LuValle won the 400 meters at the Western Olympic Trials with a time of 46.3, his lifetime best. At the final Olympic Trials he placed third in 46.9, qualifying for the Olympic Games in Berlin. In the Olympics, he won the bronze medal in the 400 m with a time of 46.8 seconds on August 7. He came up behind American Archie Williams and Godfrey Brown of the United Kingdom.

He returned to UCLA in the fall of the same year to pursue a masters in chemistry and physics. He observed that graduate students were not interacting much with people outside their department, and that there needed to be an organization to bring them together. He took up the issue directly with Vern Knudsen, dean of the Graduate Council of the UC Academic Senate. Knudsen supported the establishment of the Associated Graduate Students, independent of the already-existing Associated Students UCLA (ASUCLA), which served undergraduates. It was later renamed the Graduate Students Association, and absorbed as a branch of ASUCLA, acting as the official student government for graduates. LuValle was also selected the ASG's first president.
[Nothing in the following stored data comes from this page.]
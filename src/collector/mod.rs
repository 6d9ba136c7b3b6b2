//! Collector assembly: wires the probe pipeline to the summarizer and the
//! HTTP surface, and owns reload/shutdown.
//!
//! Data flow:
//! `TestRunner → PortGroup → Port.send → wire → reflector → wire →
//! Port.recv → cache hit | TTL expiry → ResultHandler → Summarizer →
//! summary cache → HTTP`.

pub mod cache;
pub mod group;
pub mod handler;
pub mod port;
pub mod ratelimit;
pub mod runner;
pub mod summary;

use anyhow::{Context, Result};
use crossbeam_channel::{Receiver, Sender};
use tokio_util::sync::CancellationToken;
use tracing::{info, warn};

use crate::api::ApiState;
use crate::config::CollectorConfig;
use crate::probe::{Probe, ProbeResult};
use handler::ResultHandler;
use ratelimit::RateLimiter;
use runner::{RunnerHandle, TestRunner};
use summary::Summarizer;

/// Buffer for the completed-probe and result channels.
pub const DEFAULT_CHANNEL_SIZE: usize = 100;

/// The collector daemon: probe pipeline, summarizer, and API state.
pub struct Collector {
    cfg: CollectorConfig,
    cancel: CancellationToken,
    /// Child token scoped to the current generation of test runners, so a
    /// reload can stop them without touching the summarizer or API.
    runner_cancel: CancellationToken,
    // The probe channel outlives reloads: replacing it would orphan
    // probes still sitting in port caches.
    cbc_tx: Sender<Probe>,
    cbc_rx: Receiver<Probe>,
    results_tx: Sender<ProbeResult>,
    api_state: ApiState,
    summarizer: Summarizer,
    runner_handles: Vec<RunnerHandle>,
    worker_threads: Vec<std::thread::JoinHandle<()>>,
}

impl Collector {
    /// Build all long-lived pieces from a validated config. Nothing runs
    /// until [`Collector::start`].
    pub fn new(cfg: CollectorConfig, cancel: CancellationToken) -> Self {
        let (cbc_tx, cbc_rx) = crossbeam_channel::bounded(DEFAULT_CHANNEL_SIZE);
        let (results_tx, results_rx) = crossbeam_channel::bounded(DEFAULT_CHANNEL_SIZE);

        let summarizer = Summarizer::new(
            results_rx,
            cfg.interval(),
            summary::DEFAULT_STORE_WORKERS,
            cancel.clone(),
        );
        let api_state = ApiState::new(summarizer.cache(), cfg.tag_set());
        let runner_cancel = cancel.child_token();

        Self {
            cfg,
            cancel,
            runner_cancel,
            cbc_tx,
            cbc_rx,
            results_tx,
            api_state,
            summarizer,
            runner_handles: Vec::new(),
            worker_threads: Vec::new(),
        }
    }

    /// Read surface shared with the API server.
    pub fn api_state(&self) -> ApiState {
        self.api_state.clone()
    }

    pub fn api_bind(&self) -> std::net::SocketAddr {
        self.cfg.api_bind()
    }

    /// Start the summarizer, result handlers, and test runners.
    pub fn start(&mut self) -> Result<()> {
        info!("starting collector");
        let summarizer_handle = self.summarizer.run();
        self.worker_threads.extend(summarizer_handle.store_threads);

        info!(handlers = self.cfg.summarization.handlers, "starting result handlers");
        for _ in 0..self.cfg.summarization.handlers {
            let handler = ResultHandler::new(
                self.cbc_rx.clone(),
                self.results_tx.clone(),
                self.cancel.clone(),
            );
            self.worker_threads.push(handler.spawn());
        }

        self.start_runners()?;
        info!("all collector components running");
        Ok(())
    }

    /// Build and start one TestRunner per configured test.
    fn start_runners(&mut self) -> Result<()> {
        info!(tests = self.cfg.tests.len(), "starting test runners");
        for (i, test) in self.cfg.tests.iter().enumerate() {
            let rate = self.cfg.rate_limits[&test.rate_limit].cps;
            let mut runner = TestRunner::new(
                self.cbc_tx.clone(),
                RateLimiter::new(rate),
                self.runner_cancel.clone(),
            );

            for member in &self.cfg.port_groups[&test.port_group] {
                let port_cfg = &self.cfg.ports[&member.port];
                let bind = port_cfg.bind_addr()?;
                let timeout = port_cfg.timeout();
                for _ in 0..member.count {
                    runner
                        .add_port(bind, port_cfg.tos, timeout, timeout, timeout)
                        .with_context(|| format!("failed to add port {:?} to test #{i}", member.port))?;
                }
            }

            let targets = self.cfg.resolved_targets(&test.targets)?;
            info!(
                test = i,
                targets = targets.len(),
                ports = runner.port_count(),
                cps = rate,
                "test runner configured"
            );
            runner.targets().set(targets);
            self.runner_handles.push(runner.run());
        }
        Ok(())
    }

    /// Apply a new configuration: merge tags, replace the runners, leave
    /// the summarizer and API untouched.
    pub fn reload(&mut self, cfg: CollectorConfig) -> Result<()> {
        info!("reloading collector");
        self.cfg = cfg;

        // Merging rather than replacing keeps tags for hosts that left the
        // config but still have results in flight.
        self.api_state.merge_tags(self.cfg.tag_set());

        if !self.runner_handles.is_empty() {
            info!("stopping old test runners");
            self.runner_cancel.cancel();
            self.runner_handles.clear();
        }
        self.runner_cancel = self.cancel.child_token();
        self.start_runners()?;
        info!("collector reload complete");
        Ok(())
    }

    /// Signal every component to stop.
    pub fn stop(&self) {
        info!("stopping collector");
        self.cancel.cancel();
    }

    /// Wait for the worker threads to drain after [`Collector::stop`].
    pub fn join_workers(&mut self) {
        for thread in self.worker_threads.drain(..) {
            if thread.join().is_err() {
                warn!("collector worker panicked");
            }
        }
    }
}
In 1937, he was awarded his Master of Arts. He then went on to earn his Ph.D. in chemistry and mathematics in 1940 from the California Institute of Technology (Caltech), under the guidance of Nobel Laureate Linus Pauling. He was the first African American to receive a Ph.D. from Caltech.

==Career==

He taught from 1940 to 1941 at Fisk University. From 1941 to 1942, he began working at Eastman Kodak Laboratories, becoming the first African American to work there. From 1942 to 1943, he helped with the war effort by working for the Office of Scientific Research and Development (OSRD). He returned to Kodak as Senior Chemist, which he served as until 1953.

From 1953 to 1959, he was Project Director at Technical Operations, Inc. Then he became Director of Basic Research at Fairchild Camera and Instrument Corporation. He later worked at SMC Corporation and Smith Corona Marchant before settling down as Laboratory Administrator for the chemistry department at Stanford University in 1975.

Throughout his career, his specialties were photochemistry, electron diffraction, magnetic resonance, solid state physics, and neurochemistry. His research on color photography resulted in three U.S. patents.

He died January 30, 1993, while on vacation in Te Anau, New Zealand.

==Legacy==

In 1985, ASUCLA named its new student center LuValle Commons in his honor. Unlike the Ackerman Student Union at the campus center, it is more catered to graduate students, selling law and business textbooks. It contains Jimmy's Coffee House, and a food location called Jimmy's Kitchen. Los Angeles Mayor Tom Bradley, who spoke at the dedication ceremony, cited LuValle as an inspiration, for being able to follow in his footsteps as a track star at LA Poly and at UCLA, as well as for being able to overcome racial barriers to achieve his political aspirations. In 2016, the 1936 Olympic journey of the eighteen Black American athletes, including LuValle, was documented in the film Olympic Pride, American Prejudice.